« Les éleveurs sont appelés au calme, parce que les vétérinaires sont leurs partenaires depuis toujours », affirme Jacques Guérin, président du Conseil national de l’Ordre vétérinaire (CNOV). Ce mardi 16 décembre à 11 heures, le Conseil national de l’ordre des vétérinaires (CNOV), la Société nationale des groupements techniques vétérinaires (SNGTV) et le Syndicat national des vétérinaires d’exercice libéral (SNVEL) ont tenu une conférence de presse à propos de la dermatose nodulaire contagieuse (DNC).
Voici les mesures annoncées.
Des mesures nécessaires
« Les mesures mises en œuvre sont nécessaires.
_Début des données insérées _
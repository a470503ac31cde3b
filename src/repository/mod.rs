use chrono::NaiveDate;

use crate::db::{DbConnection, DbPool};
use crate::domain::address::{Address, NewAddress};
use crate::domain::delivery_zone::{DeliveryZone, NewDeliveryZone};
use crate::domain::order::{NewOrder, Order, OrderListQuery, OrderStatusEvent};
use crate::domain::product::{NewProduct, Product};
use crate::repository::errors::RepositoryResult;

pub mod address;
pub mod delivery_zone;
pub mod errors;
pub mod order;
pub mod product;

#[cfg(test)]
pub mod mock;

#[derive(Clone)]
/// Diesel-backed repository implementation that wraps an r2d2 pool.
pub struct DieselRepository {
    pool: DbPool, // r2d2::Pool is cheap to clone
}

impl DieselRepository {
    /// Create a new repository using the provided connection pool.
    pub fn new(pool: DbPool) -> Self {
        Self { pool }
    }

    fn conn(&self) -> RepositoryResult<DbConnection> {
        Ok(self.pool.get()?)
    }
}

/// Read-only operations over catalog products.
pub trait ProductReader {
    /// Load all *active* products among `ids`, each with its pricing tiers.
    /// Inactive and unknown ids are simply absent from the result.
    fn get_active_products_by_ids(&self, ids: &[i32]) -> RepositoryResult<Vec<Product>>;
}

/// Write operations over catalog products (provisioning surface).
pub trait ProductWriter {
    fn create_product(&self, new_product: &NewProduct) -> RepositoryResult<Product>;
}

/// Read-only operations over a user's address book.
pub trait AddressReader {
    /// Fetch an address only when it is owned by `user_id`.
    fn get_address_by_id(&self, id: i32, user_id: i32) -> RepositoryResult<Option<Address>>;
}

/// Write operations over the address book (provisioning surface).
pub trait AddressWriter {
    fn create_address(&self, new_address: &NewAddress) -> RepositoryResult<Address>;
}

/// Read-only operations over delivery-zone configuration.
pub trait DeliveryZoneReader {
    /// Fetch the active zone whose name equals `name`, if any.
    fn get_active_zone_by_name(&self, name: &str) -> RepositoryResult<Option<DeliveryZone>>;
}

/// Write operations over delivery zones (provisioning surface).
pub trait DeliveryZoneWriter {
    fn create_delivery_zone(&self, new_zone: &NewDeliveryZone) -> RepositoryResult<DeliveryZone>;
}

/// Read-only operations over placed orders.
pub trait OrderReader {
    fn get_order_by_id(&self, id: i32, user_id: i32) -> RepositoryResult<Option<Order>>;
    fn list_orders(&self, query: OrderListQuery) -> RepositoryResult<(usize, Vec<Order>)>;
    /// Units of `product_id` reserved by orders in an active status whose
    /// rental interval overlaps `[start, end]` under inclusive bounds.
    fn reserved_quantity(
        &self,
        product_id: i32,
        start: NaiveDate,
        end: NaiveDate,
    ) -> RepositoryResult<i64>;
    fn order_status_history(&self, order_id: i32) -> RepositoryResult<Vec<OrderStatusEvent>>;
}

/// Write operations over placed orders.
pub trait OrderWriter {
    /// Atomically re-check availability, derive the next daily order number,
    /// and insert the order with its items and initial status-history row.
    fn create_order(&self, new_order: &NewOrder) -> RepositoryResult<Order>;
}
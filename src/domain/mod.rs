pub mod address;
pub mod delivery_zone;
pub mod order;
pub mod product;
use actix_web::HttpResponse;
use serde::Serialize;
use serde_json::json;

use crate::services::ServiceError;

pub mod orders;

/// Success envelope shared by all endpoints.
pub(crate) fn success_body<T: Serialize>(message: &str, data: T) -> serde_json::Value {
    json!({
        "success": true,
        "message": message,
        "data": data,
    })
}

/// Translate a service failure into its HTTP response. Business-rule
/// failures keep their machine-readable code; internal failures are logged
/// and reduced to a generic body.
pub(crate) fn error_response(err: &ServiceError) -> HttpResponse {
    let body = json!({
        "success": false,
        "error": err.code(),
        "message": err.to_string(),
    });

    match err {
        ServiceError::Validation(_)
        | ServiceError::InvalidDateRange
        | ServiceError::AddressRequired
        | ServiceError::MinimumRentalDuration => HttpResponse::BadRequest().json(body),
        ServiceError::ProductNotFound | ServiceError::NotFound => {
            HttpResponse::NotFound().json(body)
        }
        ServiceError::InsufficientStock { .. } => HttpResponse::Conflict().json(body),
        ServiceError::Internal(source) => {
            log::error!("request failed: {source}");
            HttpResponse::InternalServerError().json(json!({
                "success": false,
                "error": "internal_error",
                "message": "Internal server error",
            }))
        }
    }
}
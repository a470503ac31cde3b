use thiserror::Error;

/// Failures surfaced by the storage layer.
#[derive(Debug, Error)]
pub enum RepositoryError {
    /// The requested record does not exist (or is scoped to another user).
    #[error("record not found")]
    NotFound,
    /// The in-transaction availability re-check found too little stock.
    /// Raised only when a competing reservation landed between the service's
    /// fail-fast check and the write transaction.
    #[error("insufficient stock for product {product_id}")]
    StockConflict { product_id: i32 },
    /// The connection pool could not hand out a connection.
    #[error("connection pool error: {0}")]
    Pool(#[from] diesel::r2d2::PoolError),
    /// Any other database failure.
    #[error("database error: {0}")]
    Database(diesel::result::Error),
}

impl From<diesel::result::Error> for RepositoryError {
    fn from(err: diesel::result::Error) -> Self {
        match err {
            diesel::result::Error::NotFound => Self::NotFound,
            other => Self::Database(other),
        }
    }
}

pub type RepositoryResult<T> = Result<T, RepositoryError>;
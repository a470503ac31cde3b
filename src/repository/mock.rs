use chrono::NaiveDate;
use mockall::mock;

use super::{
    AddressReader, AddressWriter, DeliveryZoneReader, DeliveryZoneWriter, OrderReader,
    OrderWriter, ProductReader, ProductWriter,
};
use crate::domain::{
    address::{Address, NewAddress},
    delivery_zone::{DeliveryZone, NewDeliveryZone},
    order::{NewOrder, Order, OrderListQuery, OrderStatusEvent},
    product::{NewProduct, Product},
};
use crate::repository::errors::RepositoryResult;

mock! {
    pub ProductReader {}

    impl ProductReader for ProductReader {
        fn get_active_products_by_ids(&self, ids: &[i32]) -> RepositoryResult<Vec<Product>>;
    }
}

mock! {
    pub ProductWriter {}

    impl ProductWriter for ProductWriter {
        fn create_product(&self, new_product: &NewProduct) -> RepositoryResult<Product>;
    }
}

mock! {
    pub AddressReader {}

    impl AddressReader for AddressReader {
        fn get_address_by_id(&self, id: i32, user_id: i32) -> RepositoryResult<Option<Address>>;
    }
}

mock! {
    pub AddressWriter {}

    impl AddressWriter for AddressWriter {
        fn create_address(&self, new_address: &NewAddress) -> RepositoryResult<Address>;
    }
}

mock! {
    pub DeliveryZoneReader {}

    impl DeliveryZoneReader for DeliveryZoneReader {
        fn get_active_zone_by_name(&self, name: &str) -> RepositoryResult<Option<DeliveryZone>>;
    }
}

mock! {
    pub DeliveryZoneWriter {}

    impl DeliveryZoneWriter for DeliveryZoneWriter {
        fn create_delivery_zone(&self, new_zone: &NewDeliveryZone) -> RepositoryResult<DeliveryZone>;
    }
}

mock! {
    pub OrderReader {}

    impl OrderReader for OrderReader {
        fn get_order_by_id(&self, id: i32, user_id: i32) -> RepositoryResult<Option<Order>>;
        fn list_orders(&self, query: OrderListQuery) -> RepositoryResult<(usize, Vec<Order>)>;
        fn reserved_quantity(&self, product_id: i32, start: NaiveDate, end: NaiveDate) -> RepositoryResult<i64>;
        fn order_status_history(&self, order_id: i32) -> RepositoryResult<Vec<OrderStatusEvent>>;
    }
}

mock! {
    pub OrderWriter {}

    impl OrderWriter for OrderWriter {
        fn create_order(&self, new_order: &NewOrder) -> RepositoryResult<Order>;
    }
}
Nous en sommes persuadés, sinon nous ne les défendrions pas », assure Stéphanie Philizot, présidente de la SNGTV. Pour elle, ces dernières sont proportionnelles à la gravité de la maladie : « celle-ci est classée A dans la classification des maladies animales, elle est hautement contagieuse, avec des impacts sur la productivité, mais aussi en termes de bien-être animal », poursuit-elle.
Selon Stéphanie Philizot, les moyens disponibles aujourd’hui ne permettent pas de de différencier les animaux sains, en incubation ou subcliniques, d’où les abattages totaux. « C’est une lutte collective, seule une immunité collective, large et solide permettra de venir à bout de la maladie. » Pour elle, la réussite du protocole repose sur trois piliers : le dépeuplement des élevages touchés, la précocité de la détection qui relève de la responsabilité des éleveurs, et l’absence de déplacement des animaux.
Des intimidations et menaces « inacceptables »
Jacques Guérin rappelle que « la lutte collective a permis de sortir le cheptel français de nombreuses maladies par le passé, tel que la fièvre aphteuse ».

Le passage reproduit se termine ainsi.